* _Problem_: Go through the data below. Pull out every line that has the word "filename".

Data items
--
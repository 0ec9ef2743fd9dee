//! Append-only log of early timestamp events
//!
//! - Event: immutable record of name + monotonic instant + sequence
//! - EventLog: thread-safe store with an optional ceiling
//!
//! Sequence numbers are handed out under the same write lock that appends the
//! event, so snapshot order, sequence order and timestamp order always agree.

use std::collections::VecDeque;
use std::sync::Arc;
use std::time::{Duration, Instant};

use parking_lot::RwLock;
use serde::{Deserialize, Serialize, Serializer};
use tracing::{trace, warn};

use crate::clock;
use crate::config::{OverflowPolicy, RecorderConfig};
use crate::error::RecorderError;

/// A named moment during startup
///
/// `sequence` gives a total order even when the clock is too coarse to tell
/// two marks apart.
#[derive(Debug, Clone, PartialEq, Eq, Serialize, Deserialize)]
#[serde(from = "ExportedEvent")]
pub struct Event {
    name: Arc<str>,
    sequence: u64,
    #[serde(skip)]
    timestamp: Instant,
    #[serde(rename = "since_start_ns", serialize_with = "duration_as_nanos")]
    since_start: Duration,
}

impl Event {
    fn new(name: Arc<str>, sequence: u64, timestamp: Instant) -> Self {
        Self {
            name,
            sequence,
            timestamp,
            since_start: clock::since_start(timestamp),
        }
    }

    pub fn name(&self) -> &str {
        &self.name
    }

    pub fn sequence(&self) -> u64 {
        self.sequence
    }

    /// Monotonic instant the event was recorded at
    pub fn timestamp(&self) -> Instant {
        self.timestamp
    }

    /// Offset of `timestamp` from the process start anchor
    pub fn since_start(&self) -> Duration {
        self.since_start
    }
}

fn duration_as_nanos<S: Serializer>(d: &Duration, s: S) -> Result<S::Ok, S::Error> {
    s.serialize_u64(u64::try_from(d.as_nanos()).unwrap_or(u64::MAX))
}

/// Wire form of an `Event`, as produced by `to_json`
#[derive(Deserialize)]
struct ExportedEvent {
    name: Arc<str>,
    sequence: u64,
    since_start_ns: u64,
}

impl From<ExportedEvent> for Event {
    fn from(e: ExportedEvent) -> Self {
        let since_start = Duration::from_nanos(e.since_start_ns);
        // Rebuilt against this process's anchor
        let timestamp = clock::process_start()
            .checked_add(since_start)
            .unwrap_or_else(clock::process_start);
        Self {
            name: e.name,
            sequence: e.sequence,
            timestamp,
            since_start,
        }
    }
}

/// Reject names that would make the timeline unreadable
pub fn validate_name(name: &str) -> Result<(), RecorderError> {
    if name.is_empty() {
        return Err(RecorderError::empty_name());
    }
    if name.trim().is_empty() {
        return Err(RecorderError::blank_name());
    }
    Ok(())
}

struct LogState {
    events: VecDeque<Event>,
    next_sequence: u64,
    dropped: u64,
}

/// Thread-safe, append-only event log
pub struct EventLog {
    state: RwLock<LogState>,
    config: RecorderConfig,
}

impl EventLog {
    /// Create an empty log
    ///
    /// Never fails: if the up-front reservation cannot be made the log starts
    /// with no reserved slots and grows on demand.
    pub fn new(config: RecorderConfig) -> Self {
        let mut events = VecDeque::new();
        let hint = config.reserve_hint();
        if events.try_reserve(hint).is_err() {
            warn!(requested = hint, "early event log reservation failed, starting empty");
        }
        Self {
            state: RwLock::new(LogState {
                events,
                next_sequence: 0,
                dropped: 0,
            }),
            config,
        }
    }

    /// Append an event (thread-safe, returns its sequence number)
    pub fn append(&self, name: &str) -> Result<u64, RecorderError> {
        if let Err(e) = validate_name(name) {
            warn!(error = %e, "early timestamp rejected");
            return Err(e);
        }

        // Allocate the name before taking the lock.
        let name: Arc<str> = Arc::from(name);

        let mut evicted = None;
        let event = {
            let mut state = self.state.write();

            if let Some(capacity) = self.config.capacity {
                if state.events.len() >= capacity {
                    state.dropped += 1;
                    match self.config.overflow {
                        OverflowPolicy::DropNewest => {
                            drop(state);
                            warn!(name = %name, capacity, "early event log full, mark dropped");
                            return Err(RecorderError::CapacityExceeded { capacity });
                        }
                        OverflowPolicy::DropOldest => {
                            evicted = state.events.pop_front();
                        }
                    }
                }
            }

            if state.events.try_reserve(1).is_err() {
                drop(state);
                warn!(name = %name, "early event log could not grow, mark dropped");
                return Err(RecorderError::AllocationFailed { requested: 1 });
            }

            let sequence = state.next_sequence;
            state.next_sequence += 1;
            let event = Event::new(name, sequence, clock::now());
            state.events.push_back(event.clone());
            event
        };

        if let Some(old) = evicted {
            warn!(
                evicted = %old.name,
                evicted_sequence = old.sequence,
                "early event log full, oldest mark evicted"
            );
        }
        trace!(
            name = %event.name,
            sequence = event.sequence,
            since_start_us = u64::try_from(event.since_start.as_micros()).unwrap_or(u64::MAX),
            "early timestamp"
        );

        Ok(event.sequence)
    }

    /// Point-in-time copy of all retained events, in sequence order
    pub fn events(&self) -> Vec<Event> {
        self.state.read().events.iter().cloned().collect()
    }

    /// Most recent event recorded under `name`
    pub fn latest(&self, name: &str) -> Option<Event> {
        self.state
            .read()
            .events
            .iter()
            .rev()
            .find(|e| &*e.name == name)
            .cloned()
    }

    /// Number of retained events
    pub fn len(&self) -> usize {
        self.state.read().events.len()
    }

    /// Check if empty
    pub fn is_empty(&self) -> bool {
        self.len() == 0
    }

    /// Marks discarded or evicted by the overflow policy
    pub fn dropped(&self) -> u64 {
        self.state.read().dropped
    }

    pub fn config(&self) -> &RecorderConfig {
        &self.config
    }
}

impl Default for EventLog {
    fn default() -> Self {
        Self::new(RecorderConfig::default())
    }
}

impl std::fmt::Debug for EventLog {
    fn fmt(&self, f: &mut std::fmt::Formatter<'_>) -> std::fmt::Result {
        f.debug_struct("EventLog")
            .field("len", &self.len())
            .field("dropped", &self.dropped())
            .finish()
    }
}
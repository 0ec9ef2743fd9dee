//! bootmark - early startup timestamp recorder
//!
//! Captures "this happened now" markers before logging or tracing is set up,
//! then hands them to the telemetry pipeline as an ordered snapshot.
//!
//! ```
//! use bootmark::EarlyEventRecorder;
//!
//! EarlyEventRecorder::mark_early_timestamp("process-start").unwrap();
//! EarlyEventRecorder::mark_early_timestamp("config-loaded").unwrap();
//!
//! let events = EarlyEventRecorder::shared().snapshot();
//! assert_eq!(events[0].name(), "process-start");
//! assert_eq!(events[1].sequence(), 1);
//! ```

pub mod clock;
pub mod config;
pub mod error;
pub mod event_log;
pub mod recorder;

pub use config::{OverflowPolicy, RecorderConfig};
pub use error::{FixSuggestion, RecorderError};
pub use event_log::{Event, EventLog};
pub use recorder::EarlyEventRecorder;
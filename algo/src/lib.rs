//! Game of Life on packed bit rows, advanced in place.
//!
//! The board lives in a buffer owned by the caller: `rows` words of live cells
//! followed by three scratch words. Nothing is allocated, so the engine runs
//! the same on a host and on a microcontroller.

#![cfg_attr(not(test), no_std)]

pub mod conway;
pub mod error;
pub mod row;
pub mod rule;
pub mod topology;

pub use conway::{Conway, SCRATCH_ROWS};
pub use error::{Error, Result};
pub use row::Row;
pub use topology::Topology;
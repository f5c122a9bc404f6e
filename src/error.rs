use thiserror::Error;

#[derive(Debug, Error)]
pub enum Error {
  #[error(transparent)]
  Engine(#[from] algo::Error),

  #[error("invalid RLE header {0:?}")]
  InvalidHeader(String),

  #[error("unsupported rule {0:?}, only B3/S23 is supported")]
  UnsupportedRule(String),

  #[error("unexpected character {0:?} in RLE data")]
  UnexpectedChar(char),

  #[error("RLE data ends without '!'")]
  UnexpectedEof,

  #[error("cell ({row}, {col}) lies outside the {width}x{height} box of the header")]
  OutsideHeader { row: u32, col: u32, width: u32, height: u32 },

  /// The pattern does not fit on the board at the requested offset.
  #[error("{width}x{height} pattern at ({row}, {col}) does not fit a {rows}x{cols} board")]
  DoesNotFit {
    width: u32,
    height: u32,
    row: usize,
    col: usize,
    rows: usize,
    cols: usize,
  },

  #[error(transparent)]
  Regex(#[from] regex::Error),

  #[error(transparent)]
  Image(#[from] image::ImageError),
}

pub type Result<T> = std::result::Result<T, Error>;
--
* _Result of this exercise_:
filename algo/src/lib.rs
filename src/error.rs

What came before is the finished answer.